The changes we observed in the food groups were reflected in the changes in nutrients intake from solid foods. There was an increase in the energy contribution of protein, total fat, saturated and monounsaturated fats, and fibre (g/1000 kcal) and a decrease in the energy contribution of polyunsaturated fats and carbohydrates, whereas the energy contribution of added sugar from foods remained constant. The percentage of energy from saturated fats increased, possibly due to an increase in %kcal from red meat, processed meats, animal fats, salty snacks and industrial pastries. Based on a previous study that showed an increase in sugary beverages(Reference Stern, Piernas and Barquera17), it is expected that the energy contribution from added sugar in the total diet increased between 1999 and 2012; however, this was mainly driven by the consumption of beverages, since we did not observe the same change in solid foods between surveys. A possible explanation is that although the energy contribution of sweet bread, industrial pastries and cookies, and sugar-added yogurt increased, the energy contribution of raw sugar, honey, syrups and bakery sweet bread decreased in all age groups.

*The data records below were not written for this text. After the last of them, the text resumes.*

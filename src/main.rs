//! # chatstat CLI
//!
//! Parses one export and prints its record table to stdout.

use std::io::{self, Write};
use std::process;
use std::time::Instant;

use clap::Parser as ClapParser;
use tracing::info;

use chatstat::cli::Args;
use chatstat::config::ParserConfig;
use chatstat::format::write_to_format;
use chatstat::parser::{FormatTag, create_parser_with_config};
use chatstat::{ChatstatError, ParsedTranscript, logging};

fn main() {
    let args = <Args as ClapParser>::parse();
    logging::init(args.verbose);

    if let Err(e) = run(&args) {
        eprintln!("Error: {e}");
        process::exit(1);
    }
}

fn run(args: &Args) -> Result<(), ChatstatError> {
    let start = Instant::now();
    let format: FormatTag = args.platform.parse()?;

    let mut config = match &args.config {
        Some(path) => ParserConfig::from_json_file(path)?,
        None => ParserConfig::default(),
    };
    if args.join_continuations {
        config.dashed.join_continuation_lines = true;
    }

    let parser = create_parser_with_config(format, &config);
    info!(parser = parser.name(), input = %args.input.display(), "Parsing");
    let transcript = parser.parse_file(&args.input)?;

    let stdout = io::stdout();
    let mut out = stdout.lock();
    write_to_format(transcript.records(), &mut out, args.format)?;
    out.flush()?;

    info!(
        records = transcript.len(),
        elapsed_ms = start.elapsed().as_millis(),
        "Done"
    );

    if args.summary {
        print_summary(&transcript);
    }

    Ok(())
}

fn print_summary(transcript: &ParsedTranscript) {
    let stats = transcript.stats();
    eprintln!("Format:       {}", transcript.format());
    eprintln!("Candidates:   {}", stats.candidates);
    eprintln!(
        "Records:      {} ({:.1}% kept)",
        stats.records,
        stats.retention_ratio()
    );
    eprintln!("Senders:      {}", transcript.senders().len());
    if stats.omitted_spans > 0 {
        eprintln!("Omitted:      {}", stats.omitted_spans);
    }
    if stats.media_placeholders > 0 {
        eprintln!("Media:        {}", stats.media_placeholders);
    }
    if stats.malformed_lines > 0 {
        eprintln!("Malformed:    {}", stats.malformed_lines);
    }
    if stats.bad_timestamps > 0 {
        eprintln!("Bad dates:    {}", stats.bad_timestamps);
    }
    if stats.continuation_lines > 0 {
        eprintln!("Joined lines: {}", stats.continuation_lines);
    }
}
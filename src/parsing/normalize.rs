//! Lexical normalization of raw export text.
//!
//! iOS exports sprinkle directional marks around timestamps and may wrap one
//! logical message over several physical lines, so the bracketed form is
//! flattened into a single line of single-spaced text. Android exports are
//! line oriented and only need their narrow no-break space fixed.
//!
//! Both normalizers are idempotent and borrow the input when nothing changes.

use std::borrow::Cow;
use std::sync::LazyLock;

use regex::Regex;

use crate::parser::FormatTag;

/// Invisible marks removed from iOS exports: LRM, RLM, NBSP, ZWSP.
pub const INVISIBLE_MARKS: [char; 4] = ['\u{200E}', '\u{200F}', '\u{00A0}', '\u{200B}'];

/// Narrow no-break space Android puts between the time and am/pm.
pub const NARROW_NO_BREAK_SPACE: char = '\u{202F}';

// Any whitespace run that is not already a single ASCII space.
static UNCOLLAPSED_WHITESPACE: LazyLock<Regex> =
    LazyLock::new(|| Regex::new(r"\s{2,}|[^\S ]").expect("whitespace pattern is valid"));

/// Normalizes raw text for the given format.
///
/// # Example
///
/// ```rust
/// use chatstat::FormatTag;
/// use chatstat::parsing::normalize;
///
/// let text = "[15/08/23, 9:07:00 AM] Bob:\u{200E} hi\n  there";
/// assert_eq!(
///     normalize(text, FormatTag::Bracketed),
///     "[15/08/23, 9:07:00 AM] Bob: hi there"
/// );
/// ```
pub fn normalize(raw: &str, format: FormatTag) -> Cow<'_, str> {
    match format {
        FormatTag::Bracketed => normalize_bracketed(raw),
        FormatTag::Dashed => normalize_dashed(raw),
    }
}

/// Strips invisible marks, then collapses every whitespace run to one space.
pub fn normalize_bracketed(raw: &str) -> Cow<'_, str> {
    let stripped: Cow<'_, str> = if raw.contains(INVISIBLE_MARKS) {
        Cow::Owned(raw.replace(INVISIBLE_MARKS, ""))
    } else {
        Cow::Borrowed(raw)
    };

    let collapsed = match UNCOLLAPSED_WHITESPACE.replace_all(&stripped, " ") {
        Cow::Owned(collapsed) => Some(collapsed),
        Cow::Borrowed(_) => None,
    };
    collapsed.map_or(stripped, Cow::Owned)
}

/// Replaces the narrow no-break space with an ordinary space.
pub fn normalize_dashed(raw: &str) -> Cow<'_, str> {
    if raw.contains(NARROW_NO_BREAK_SPACE) {
        Cow::Owned(raw.replace(NARROW_NO_BREAK_SPACE, " "))
    } else {
        Cow::Borrowed(raw)
    }
}
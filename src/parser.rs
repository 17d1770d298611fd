//! Unified parser trait and format dispatch.
//!
//! The caller always says which export format a transcript is in; nothing
//! here sniffs the text to guess. [`FormatTag`] names the two supported
//! formats and [`create_parser`] hands back the matching parser.
//!
//! # Example
//!
//! ```rust
//! use chatstat::parser::{FormatTag, TranscriptParser, create_parser};
//!
//! let parser = create_parser(FormatTag::Dashed);
//! let transcript = parser.parse_str("15/08/23, 9:05 am - Alice: Hello there")?;
//!
//! assert_eq!(transcript.len(), 1);
//! assert_eq!(transcript.records()[0].sender.as_str(), "Alice");
//! # Ok::<(), chatstat::ChatstatError>(())
//! ```
//!
//! # Textual tags
//!
//! ```rust
//! use chatstat::parser::FormatTag;
//! use std::str::FromStr;
//!
//! assert_eq!(FormatTag::from_str("ios")?, FormatTag::Bracketed);
//! assert_eq!(FormatTag::from_str("android")?, FormatTag::Dashed);
//! assert!(FormatTag::from_str("telegram").unwrap_err().is_unsupported_format());
//! # Ok::<(), chatstat::ChatstatError>(())
//! ```

use std::fs;
use std::path::Path;

use serde::{Deserialize, Serialize};

use crate::ParsedTranscript;
use crate::config::ParserConfig;
use crate::error::{ChatstatError, Result};
use crate::parsers::{BracketedParser, DashedParser};

/// The two supported export formats.
#[derive(Debug, Clone, Copy, PartialEq, Eq, Hash, Serialize, Deserialize)]
#[serde(rename_all = "lowercase")]
pub enum FormatTag {
    /// iOS export: `[DD/MM/YY, H:MM:SS AM] Sender: body`, messages may wrap
    /// across lines.
    #[serde(alias = "ios", alias = "a")]
    Bracketed,

    /// Android export: `DD/MM/YY, H:MM am - Sender: body`, one line each.
    #[serde(alias = "android", alias = "b")]
    Dashed,
}

impl FormatTag {
    /// Maps the dashboard's boolean upload flag to a tag.
    pub fn from_is_ios(is_ios: bool) -> Self {
        if is_ios {
            FormatTag::Bracketed
        } else {
            FormatTag::Dashed
        }
    }

    /// Returns all tag names including aliases.
    pub fn all_names() -> &'static [&'static str] {
        &["ios", "bracketed", "a", "android", "dashed", "b"]
    }

    /// Returns both formats.
    pub fn all() -> &'static [FormatTag] {
        &[FormatTag::Bracketed, FormatTag::Dashed]
    }
}

impl std::fmt::Display for FormatTag {
    fn fmt(&self, f: &mut std::fmt::Formatter<'_>) -> std::fmt::Result {
        match self {
            FormatTag::Bracketed => write!(f, "iOS"),
            FormatTag::Dashed => write!(f, "Android"),
        }
    }
}

impl std::str::FromStr for FormatTag {
    type Err = ChatstatError;

    fn from_str(s: &str) -> std::result::Result<Self, Self::Err> {
        match s.trim().to_lowercase().as_str() {
            "ios" | "bracketed" | "a" => Ok(FormatTag::Bracketed),
            "android" | "dashed" | "b" => Ok(FormatTag::Dashed),
            _ => Err(ChatstatError::unsupported_format(s)),
        }
    }
}

/// Trait implemented by both format parsers.
///
/// Implementations must be pure: the same text always yields the same
/// transcript and no state survives between calls.
pub trait TranscriptParser: Send + Sync {
    /// Human-readable name of this parser.
    fn name(&self) -> &'static str;

    /// Format this parser handles.
    fn format(&self) -> FormatTag;

    /// Parses an already-decoded transcript.
    fn parse_str(&self, raw: &str) -> Result<ParsedTranscript>;

    /// Reads a UTF-8 export file and parses it.
    fn parse_file(&self, path: &Path) -> Result<ParsedTranscript> {
        let bytes = fs::read(path)?;
        let text = String::from_utf8(bytes).map_err(|source| ChatstatError::Utf8 {
            context: format!("reading {}", path.display()),
            source,
        })?;
        self.parse_str(&text)
    }
}

/// Creates a parser with default configuration.
pub fn create_parser(format: FormatTag) -> Box<dyn TranscriptParser> {
    create_parser_with_config(format, &ParserConfig::default())
}

/// Creates a parser using the matching section of `config`.
pub fn create_parser_with_config(
    format: FormatTag,
    config: &ParserConfig,
) -> Box<dyn TranscriptParser> {
    match format {
        FormatTag::Bracketed => Box::new(BracketedParser::with_config(config.bracketed.clone())),
        FormatTag::Dashed => Box::new(DashedParser::with_config(config.dashed.clone())),
    }
}

/// Parses a transcript in the given format with default configuration.
///
/// # Errors
///
/// [`ChatstatError::AlignmentMismatch`] if a bracketed export cannot be
/// segmented consistently. Malformed lines and bad timestamps are dropped,
/// never reported.
///
/// # Example
///
/// ```rust
/// use chatstat::{FormatTag, parse};
///
/// let transcript = parse("[15/08/23, 9:07:00 AM] Bob: image omitted", FormatTag::Bracketed)?;
/// assert!(transcript.is_empty());
/// # Ok::<(), chatstat::ChatstatError>(())
/// ```
pub fn parse(raw: &str, format: FormatTag) -> Result<ParsedTranscript> {
    parse_with_config(raw, format, &ParserConfig::default())
}

/// Parses a transcript with explicit configuration.
pub fn parse_with_config(
    raw: &str,
    format: FormatTag,
    config: &ParserConfig,
) -> Result<ParsedTranscript> {
    match format {
        FormatTag::Bracketed => BracketedParser::parse_with(raw, &config.bracketed),
        FormatTag::Dashed => DashedParser::parse_with(raw, &config.dashed),
    }
}

/// Parses a transcript whose format is given as text (`"ios"`, `"android"`).
///
/// # Errors
///
/// [`ChatstatError::UnsupportedFormat`] for any other tag, before the text
/// is looked at.
pub fn parse_tagged(raw: &str, tag: &str) -> Result<ParsedTranscript> {
    let format: FormatTag = tag.parse()?;
    parse(raw, format)
}

#[cfg(test)]
mod tests {
    use super::*;
    use std::str::FromStr;

    #[test]
    fn test_from_str_aliases() {
        for name in ["ios", "IOS", "bracketed", "a", " ios "] {
            assert_eq!(FormatTag::from_str(name).unwrap(), FormatTag::Bracketed);
        }
        for name in ["android", "Android", "dashed", "b"] {
            assert_eq!(FormatTag::from_str(name).unwrap(), FormatTag::Dashed);
        }
    }

    #[test]
    fn test_from_str_unsupported() {
        let err = FormatTag::from_str("whatsapp-web").unwrap_err();
        assert!(err.is_unsupported_format());
        assert!(err.to_string().contains("whatsapp-web"));
    }

    #[test]
    fn test_all_names_parse() {
        for name in FormatTag::all_names() {
            assert!(FormatTag::from_str(name).is_ok(), "{name} should parse");
        }
    }

    #[test]
    fn test_from_is_ios() {
        assert_eq!(FormatTag::from_is_ios(true), FormatTag::Bracketed);
        assert_eq!(FormatTag::from_is_ios(false), FormatTag::Dashed);
    }

    #[test]
    fn test_serde_aliases() {
        let tag: FormatTag = serde_json::from_str(r#""ios""#).unwrap();
        assert_eq!(tag, FormatTag::Bracketed);
        let tag: FormatTag = serde_json::from_str(r#""dashed""#).unwrap();
        assert_eq!(tag, FormatTag::Dashed);
        assert_eq!(
            serde_json::to_string(&FormatTag::Bracketed).unwrap(),
            r#""bracketed""#
        );
    }

    #[test]
    fn test_create_parser_matches_format() {
        for &format in FormatTag::all() {
            assert_eq!(create_parser(format).format(), format);
        }
        assert_eq!(create_parser(FormatTag::Bracketed).name(), "iOS");
        assert_eq!(create_parser(FormatTag::Dashed).name(), "Android");
    }

    #[test]
    fn test_parse_tagged_rejects_before_parsing() {
        let err = parse_tagged("anything", "telegram").unwrap_err();
        assert!(err.is_terminal());
    }

    #[test]
    fn test_parse_file_reads_utf8() {
        let dir = tempfile::tempdir().unwrap();
        let path = dir.path().join("chat.txt");
        fs::write(&path, "15/08/23, 9:05 am - Alice: Hello").unwrap();

        let transcript = create_parser(FormatTag::Dashed).parse_file(&path).unwrap();
        assert_eq!(transcript.len(), 1);
    }

    #[test]
    fn test_parse_file_rejects_invalid_utf8() {
        let dir = tempfile::tempdir().unwrap();
        let path = dir.path().join("chat.txt");
        fs::write(&path, [0xff, 0xfe, 0x00]).unwrap();

        let err = create_parser(FormatTag::Dashed).parse_file(&path).unwrap_err();
        assert!(matches!(err, ChatstatError::Utf8 { .. }));
    }

    #[test]
    fn test_parse_file_missing() {
        let err = create_parser(FormatTag::Bracketed)
            .parse_file(Path::new("/definitely/not/here.txt"))
            .unwrap_err();
        assert!(err.is_io());
    }
}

The intake of fibre (g/1000 kcal) increased over time, despite the decrease in the %kcal from legumes, tortilla and high-fibre cereal. Nevertheless, the rise in the fibre density can be a result of the increase in the energy contribution of fruits and vegetables.

Although the overall energy contribution of healthy foods decreased and unhealthy foods increased, it is important to emphasise that for some food, this was not the case. For example, healthy food groups such as fruits, vegetables, cheese and no-sugar-added yogurt increased, while unhealthy food groups such as the bakery sweet bread, sugar, honey and syrups decreased. However, despite the positive changes in these food groups, their consumption in 2012 was still far away from meeting the dietary recommendations(Reference Aburto, Pedraza and Sánchez-Pimienta32,Reference Batis, Aburto and Sánchez-Pimienta33) . Yet, the fact that positive changes are occurring is encouraging. Thus, further research should study in detail the drivers that influenced these positive changes, and whether this information could be applied to improve the population’s dietary habits.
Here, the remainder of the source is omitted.